The relationship between watts, volts, and amps is defined by Ohm’s Power Law:

P = V x I

Where:

  • P = power in watts (W)
  • V = voltage in volts (V)
  • I = current in amperes/amps (A)

This formula can be rearranged to solve for any of the three values:

  • Watts = Volts x Amps (when you know voltage and current)
  • Amps = Watts / Volts (when you know power and voltage)
  • Volts = Watts / Amps (when you know power and current)

Understanding Watts

A watt is the standard unit of electrical power. It represents the rate at which electrical energy is consumed or produced. Common household appliances range from about 10 watts (LED bulb) to 5,000 watts (electric water heater). The wattage rating on an appliance indicates how much power it draws during normal operation.

Common Household Circuits

In the United States, most household outlets provide 120 volts.
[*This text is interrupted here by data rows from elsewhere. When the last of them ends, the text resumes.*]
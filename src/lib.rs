//! StrataCrypt layered block-transform cipher engine.
//!
//! StrataCrypt derives a pipeline of reversible byte-level transforms from
//! a secret key and applies them in order to encrypt, and in exact reverse
//! order to decrypt. The key alone determines the block size, the number
//! of pipeline stages, and every per-stage parameter; no schedule is ever
//! stored alongside the ciphertext.
//!
//! # Architecture
//!
//! ```text
//! key (first 8 bytes, big-endian)
//!     ↓ seed
//! MersenneTwister64  (deterministic bit-stream — shape + stage parameters)
//!     ↓
//! Operation factory  (Substitute / Permute / Rotate / ModularCombine / XorCombine)
//!     ↓ ordered pipeline
//! Cipher driver      (pad → forward stages → hex; hex → reverse stages → unpad)
//! ```
//!
//! The construction is a teaching cipher: deterministic, unauthenticated,
//! ECB-style. It must never be used to protect real secrets.
//!
//! # Examples
//!
//! Encrypt and decrypt a message:
//!
//! ```
//! let ciphertext = stratacrypt::encrypt("attack at dawn", "my secret key").unwrap();
//! let plaintext = stratacrypt::decrypt(&ciphertext, "my secret key").unwrap();
//! assert_eq!(plaintext, "attack at dawn");
//! ```
//!
//! Keys shorter than 8 bytes are rejected before any transform runs:
//!
//! ```
//! use stratacrypt::error::StrataCryptError;
//!
//! let result = stratacrypt::encrypt("hello", "1234567");
//! assert_eq!(result, Err(StrataCryptError::KeyTooShort));
//! ```

#![deny(clippy::all)]

pub mod error;

mod encoding;
mod operation;
mod padding;
mod params;
pub(crate) mod random;
mod stratacrypt;
pub(crate) mod utils;

pub use stratacrypt::{decrypt, decrypt_bytes, encrypt, encrypt_bytes};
A standard 15-amp circuit can handle up to 1,800 watts (120 x 15). A 20-amp circuit handles up to 2,400 watts. Large appliances like dryers and ovens typically run on 240-volt circuits, which allows higher wattage at lower amperage.

Practical Application

Knowing the relationship between watts, volts, and amps helps determine whether a circuit can handle a particular load. For example, plugging a 1,500-watt space heater into a 120-volt, 15-amp circuit draws 12.5 amps, leaving only 2.5 amps of capacity for other devices on that circuit. The National Electrical Code recommends loading circuits to no more than 80% of their rated capacity for continuous loads.

Worked Example

For a 120-volt circuit drawing 15 amps: Watts = 120 x 15 = 1,800 watts. To find amps for a 1,500-watt heater on 120 volts: Amps = 1,500 / 120 = 12.5 amps. To find the voltage needed to power a 100-watt device drawing 0.83 amps: Volts = 100 / 0.83 = 120.48 volts. For a 240-volt dryer circuit drawing 30 amps: Watts = 240 x 30 = 7,200 watts. This is why high-power appliances use 240-volt circuits; they can deliver more watts without requiring extremely high amperage.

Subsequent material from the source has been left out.